**What the task requires**
Exact reproduction required: the lines below from the line with "KeyCode::Char('q') | KeyCode::Esc" to the line with "fn handle_scroll_key(key: KeyEvent, state: &mut", both ends included, and no others.

**Data supplied**

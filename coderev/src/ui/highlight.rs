//! Syntax highlighting for the editor buffer.
//!
//! Highlighting a whole buffer every frame at 30 FPS is wasteful, so the
//! `Highlighter` caches the styled lines keyed by the editor's content
//! version and only re-runs syntect after an edit.

use std::sync::LazyLock;

use ratatui::style::{Color, Modifier, Style};
use ratatui::text::{Line, Span};
use syntect::easy::HighlightLines;
use syntect::highlighting::{FontStyle, ThemeSet};
use syntect::parsing::SyntaxSet;

use crate::editor::Editor;

static PS: LazyLock<SyntaxSet> = LazyLock::new(SyntaxSet::load_defaults_newlines);
static TS: LazyLock<ThemeSet> = LazyLock::new(ThemeSet::load_defaults);

/// Cached syntect output for the editor buffer.
#[derive(Debug)]
pub struct Highlighter {
    syntax_ext: String,
    version: Option<u64>,
    lines: Vec<Line<'static>>,
}

impl Highlighter {
    /// Creates a highlighter for files with extension `syntax_ext`.
    ///
    /// Unknown extensions highlight as plain text.
    pub fn new(syntax_ext: &str) -> Self {
        Self {
            syntax_ext: syntax_ext.to_owned(),
            version: None,
            lines: Vec::new(),
        }
    }

    /// Highlighted lines for `editor`, recomputed only when its version moved.
    pub fn lines(&mut self, editor: &Editor) -> &[Line<'static>] {
        if self.version != Some(editor.version()) {
            self.lines = highlight(editor.lines(), &self.syntax_ext);
            self.version = Some(editor.version());
        }
        &self.lines
    }
}

/// Converts a syntect (Style, &str) pair to an owned ratatui Span.
///
/// Background colors are dropped so the panel background shows through.
fn syntect_to_span(style: syntect::highlighting::Style, content: &str) -> Span<'static> {
    let fg = style.foreground;
    let mut ratatui_style = Style::default();
    if fg.a > 0 {
        ratatui_style = ratatui_style.fg(Color::Rgb(fg.r, fg.g, fg.b));
    }
    if style.font_style.contains(FontStyle::BOLD) {
        ratatui_style = ratatui_style.add_modifier(Modifier::BOLD);
    }
    if style.font_style.contains(FontStyle::ITALIC) {
        ratatui_style = ratatui_style.add_modifier(Modifier::ITALIC);
    }
    if style.font_style.contains(FontStyle::UNDERLINE) {
        ratatui_style = ratatui_style.add_modifier(Modifier::UNDERLINED);
    }
    Span::styled(content.trim_end_matches('\n').to_owned(), ratatui_style)
}

/// Highlights `lines` as one file so multi-line constructs carry state.
fn highlight(lines: &[String], ext: &str) -> Vec<Line<'static>> {
    let syntax = PS
        .find_syntax_by_extension(ext)
        .unwrap_or_else(|| PS.find_syntax_plain_text());
    let Some(theme) = TS
        .themes
        .get("base16-ocean.dark")
        .or_else(|| TS.themes.values().next())
    else {
        return lines.iter().map(|l| Line::raw(l.clone())).collect();
    };

    let mut h = HighlightLines::new(syntax, theme);
    lines
        .iter()
        .map(|line| {
            // The newline-aware syntax set expects each line to end in '\n'.
            let with_newline = format!("{line}\n");
            match h.highlight_line(&with_newline, &PS) {
                Ok(ranges) => Line::from(
                    ranges
                        .into_iter()
                        .map(|(style, text)| syntect_to_span(style, text))
                        .collect::<Vec<_>>(),
                ),
                Err(e) => {
                    tracing::debug!(error = %e, "highlighting failed, using plain line");
                    Line::raw(line.clone())
                }
            }
        })
        .collect()
}

#[cfg(test)]
mod tests {
    use super::*;

    fn plain(line: &Line<'_>) -> String {
        line.spans.iter().map(|s| s.content.as_ref()).collect()
    }

    #[test]
    fn highlighted_text_matches_source() {
        let lines = vec!["const x = 1;".to_owned(), "function f() {}".to_owned()];
        let out = highlight(&lines, "js");
        assert_eq!(out.len(), 2);
        assert_eq!(plain(&out[0]), "const x = 1;");
        assert_eq!(plain(&out[1]), "function f() {}");
    }

    #[test]
    fn unknown_extension_still_renders() {
        let out = highlight(&["hello".to_owned()], "no-such-ext");
        assert_eq!(plain(&out[0]), "hello");
    }

    #[test]
    fn cache_follows_editor_version() {
        let mut editor = Editor::default();
        let mut highlighter = Highlighter::new("js");
        assert_eq!(plain(&highlighter.lines(&editor)[0]), "");
        editor.insert_str("let a");
        assert_eq!(plain(&highlighter.lines(&editor)[0]), "let a");
    }
}
//! Keybinding dispatcher for coderev.
//!
//! Translates raw crossterm `KeyEvent`s into `AppState` mutations and returns a
//! `KeyAction` telling the event loop whether to continue or quit. The
//! dispatcher branches first on `state.mode` so HelpOverlay, Insert, and
//! Normal each have an isolated handler.

use crossterm::event::{KeyCode, KeyEvent, KeyModifiers, MouseButton, MouseEvent, MouseEventKind};
use ratatui::layout::Position;

use crate::app::{AppState, Mode, PanelFocus};

/// Control-flow signal returned from the key dispatcher.
#[derive(Debug, Clone, Copy, PartialEq, Eq)]
pub enum KeyAction {
    /// Continue the event loop normally.
    Continue,
    /// Tear down and exit.
    Quit,
}

/// Dispatches a key event to the handler matching the current mode.
///
/// `Ctrl-C` quits from any mode since raw mode swallows SIGINT.
pub fn handle_key(key: KeyEvent, state: &mut AppState) -> KeyAction {
    let ctrl = key.modifiers.contains(KeyModifiers::CONTROL);
    if ctrl && key.code == KeyCode::Char('c') {
        return KeyAction::Quit;
    }
    match state.mode {
        Mode::HelpOverlay => handle_help(key, state),
        Mode::Normal => handle_normal(key, state),
        Mode::Insert => handle_insert(key, state),
    }
}

// ---------------------------------------------------------------------------
// Normal mode
// ---------------------------------------------------------------------------

/// Handles a key event while in Normal mode.
fn handle_normal(key: KeyEvent, state: &mut AppState) -> KeyAction {
    if let Some(action) = handle_scroll_key(key, state) {
        return action;
    }
    let ctrl = key.modifiers.contains(KeyModifiers::CONTROL);

    match key.code {
        // A disabled trigger is a silent no-op.
        KeyCode::Char('r') if ctrl => {
            state.trigger_analysis();
        }
        KeyCode::Char('a') => {
            state.trigger_analysis();
        }

        KeyCode::Char('i') | KeyCode::Enter => {
            state.focus = PanelFocus::Editor;
            state.mode = Mode::Insert;
        }

        KeyCode::Tab | KeyCode::BackTab | KeyCode::Char('H') | KeyCode::Char('L') => {
            state.focus = state.focus.toggle();
        }

        KeyCode::Char('?') => {
            state.help_scroll = 0;
            state.mode = Mode::HelpOverlay;
        }

        KeyCode::Char('q') | KeyCode::Esc => return KeyAction::Quit,

        _ => {}
    }
    KeyAction::Continue
}

/// Handles scroll-related keys in Normal mode: j / k / g / G and Ctrl combos.
///
/// Returns `Some(KeyAction)` when the key was consumed, `None` when the key
/// should fall through to the rest of the Normal handler.
fn handle_scroll_key(key: KeyEvent, state: &mut AppState) -> Option<KeyAction> {
    let ctrl = key.modifiers.contains(KeyModifiers::CONTROL);

    match key.code {
        KeyCode::Char('j') | KeyCode::Down => state.scroll_down(1),
        KeyCode::Char('k') | KeyCode::Up => state.scroll_up(1),
        KeyCode::Char('g') => state.scroll_top(),
        KeyCode::Char('G') => state.scroll_bottom(),
        KeyCode::Char('d') if ctrl => state.half_page_down(),
        KeyCode::Char('u') if ctrl => state.half_page_up(),
        _ => return None,
    }
    Some(KeyAction::Continue)
}

// ---------------------------------------------------------------------------
// Insert mode
// ---------------------------------------------------------------------------

/// Handles a key event while editing the code buffer.
fn handle_insert(key: KeyEvent, state: &mut AppState) -> KeyAction {
    let ctrl = key.modifiers.contains(KeyModifiers::CONTROL);

    match key.code {
        KeyCode::Esc => state.mode = Mode::Normal,
        KeyCode::Char('r') if ctrl => {
            state.trigger_analysis();
        }
        KeyCode::Char('l') if ctrl => state.edit(|e| e.clear()),
        // Other control chords are not text.
        KeyCode::Char(_) if ctrl => {}
        KeyCode::Char(c) => state.edit(|e| e.insert_char(c)),
        KeyCode::Enter => state.edit(|e| e.newline()),
        KeyCode::Tab => state.edit(|e| e.insert_char('\t')),
        KeyCode::Backspace => state.edit(|e| e.backspace()),
        KeyCode::Delete => state.edit(|e| e.delete()),
        KeyCode::Left => state.edit(|e| e.move_left()),
        KeyCode::Right => state.edit(|e| e.move_right()),
        KeyCode::Up => state.edit(|e| e.move_up()),
        KeyCode::Down => state.edit(|e| e.move_down()),
        KeyCode::Home => state.edit(|e| e.move_home()),
        KeyCode::End => state.edit(|e| e.move_end()),
        _ => {}
    }
    KeyAction::Continue
}

// ---------------------------------------------------------------------------
// HelpOverlay mode
// ---------------------------------------------------------------------------

/// Handles a key event while the help overlay is visible.
///
/// `?`, `Esc`, or `q` dismisses the overlay; j/k/g/G scroll it.
fn handle_help(key: KeyEvent, state: &mut AppState) -> KeyAction {
    match key.code {
        KeyCode::Char('j') => state.help_scroll = state.help_scroll.saturating_add(1),
        KeyCode::Char('k') => state.help_scroll = state.help_scroll.saturating_sub(1),
        KeyCode::Char('g') => state.help_scroll = 0,
        KeyCode::Char('G') => state.help_scroll = u16::MAX,
        KeyCode::Char('?') | KeyCode::Esc | KeyCode::Char('q') => state.mode = Mode::Normal,
        _ => {}
    }
    KeyAction::Continue
}

// ---------------------------------------------------------------------------
// Mouse events
// ---------------------------------------------------------------------------

/// Handles a mouse event: click-to-focus and scroll-wheel.
///
/// Scroll wheel moves the focused panel (or the help overlay) by 3 lines.
pub fn handle_mouse(mouse: MouseEvent, state: &mut AppState) -> KeyAction {
    match mouse.kind {
        MouseEventKind::Down(MouseButton::Left) => {
            let pos = Position {
                x: mouse.column,
                y: mouse.row,
            };
            let [editor, suggestions] = state.panel_rects;
            if editor.contains(pos) {
                state.focus = PanelFocus::Editor;
            } else if suggestions.contains(pos) {
                state.focus = PanelFocus::Suggestions;
            }
        }
        MouseEventKind::ScrollUp if state.mode == Mode::HelpOverlay => {
            state.help_scroll = state.help_scroll.saturating_sub(3);
        }
        MouseEventKind::ScrollDown if state.mode == Mode::HelpOverlay => {
            state.help_scroll = state.help_scroll.saturating_add(3);
        }
        MouseEventKind::ScrollUp => state.scroll_up(3),
        MouseEventKind::ScrollDown => state.scroll_down(3),
        _ => {}
    }
    KeyAction::Continue
}
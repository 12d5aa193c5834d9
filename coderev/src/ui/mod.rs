//! UI rendering module for coderev.
//!
//! Re-exports `render()` as the single entry point called by the event loop's
//! `terminal.draw()` closure. Layout arithmetic lives in `layout.rs`; each
//! panel has its own renderer module.

pub mod editor_view;
pub mod help;
pub mod highlight;
pub mod keybindings;
mod layout;
pub mod suggestions_view;

use ratatui::Frame;

use crate::app::{AppState, Mode};
use crate::theme::Theme;
use layout::{compute_layout, inner_rect, render_header, render_status_bar};

/// Renders one complete frame: header, editor, suggestions, and status bar.
///
/// Called exactly once per `AppEvent::Render` inside `terminal.draw()`.
/// Viewport heights and panel rects are written back into `state` so scroll
/// and mouse handling for the next event use the geometry just drawn.
pub fn render(frame: &mut Frame, state: &mut AppState, theme: &Theme) {
    let [header, editor, suggestions, status_bar] = compute_layout(frame.area());

    state.editor_viewport_height = inner_rect(editor).height;
    state.suggestions_viewport_height = inner_rect(suggestions).height;
    state.panel_rects = [editor, suggestions];

    render_header(frame, header, theme);
    editor_view::render_editor(frame, editor, state, theme);
    suggestions_view::render_suggestions(frame, suggestions, state, theme);
    render_status_bar(frame, status_bar, state, theme);

    // Overlay last so it sits on top.
    if state.mode == Mode::HelpOverlay {
        help::render_help_overlay(frame, theme, state.help_scroll);
    }
}

#[cfg(test)]
mod tests {
    use super::*;
    use crate::event::EventHandler;
    use coderev_core::MockAnalyzer;
    use ratatui::backend::TestBackend;
    use ratatui::Terminal;
    use std::sync::Arc;

    fn screen(terminal: &Terminal<TestBackend>) -> String {
        terminal
            .backend()
            .buffer()
            .content()
            .iter()
            .map(|cell| cell.symbol())
            .collect()
    }

    #[test]
    fn renders_empty_state() {
        let handler = EventHandler::new();
        let mut state = AppState::new(Arc::new(MockAnalyzer::new()), handler.tx, "js");
        let theme = Theme::dark();
        let mut terminal = Terminal::new(TestBackend::new(120, 30)).unwrap();
        terminal
            .draw(|frame| render(frame, &mut state, &theme))
            .unwrap();

        let text = screen(&terminal);
        assert!(text.contains("AI Code Review Assistant"));
        assert!(text.contains("Your Code"));
        assert!(text.contains("AI Suggestions"));
        assert!(text.contains(editor_view::EDITOR_PLACEHOLDER));
        assert!(text.contains("[ Analyze ^R ]"));
        assert_eq!(state.panel_rects[0].height, 28);
    }

    #[tokio::test(start_paused = true)]
    async fn renders_analyzing_then_results() {
        let handler = EventHandler::new();
        let mut rx = handler.rx;
        let mut state = AppState::new(Arc::new(MockAnalyzer::new()), handler.tx, "js");
        let theme = Theme::dark();
        let mut terminal = Terminal::new(TestBackend::new(120, 30)).unwrap();

        state.edit(|e| e.insert_str("let x = 1;"));
        state.trigger_analysis();
        terminal
            .draw(|frame| render(frame, &mut state, &theme))
            .unwrap();
        let text = screen(&terminal);
        assert!(text.contains(suggestions_view::ANALYZING_TEXT));
        assert!(text.contains("Analyzing..."));

        match rx.recv().await {
            Some(crate::event::AppEvent::AnalysisCompleted(done)) => state.apply_analysis(done),
            other => panic!("expected completion, got {other:?}"),
        }
        terminal
            .draw(|frame| render(frame, &mut state, &theme))
            .unwrap();
        let text = screen(&terminal);
        assert!(text.contains("AI Suggestions (3)"));
        assert!(text.contains("IMPROVEMENT"));
        assert!(text.contains("Line: 12"));
    }
}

**Written response**
        KeyCode::Char('q') | KeyCode::Esc => return KeyAction::Quit,

        _ => {}
    }
    KeyAction::Continue
}

/// Handles scroll-related keys in Normal mode: j / k / g / G and Ctrl combos.
///
/// Returns `Some(KeyAction)` when the key was consumed, `None` when the key
/// should fall through to the rest of the Normal handler.
fn handle_scroll_key(key: KeyEvent, state: &mut AppState) -> Option<KeyAction> {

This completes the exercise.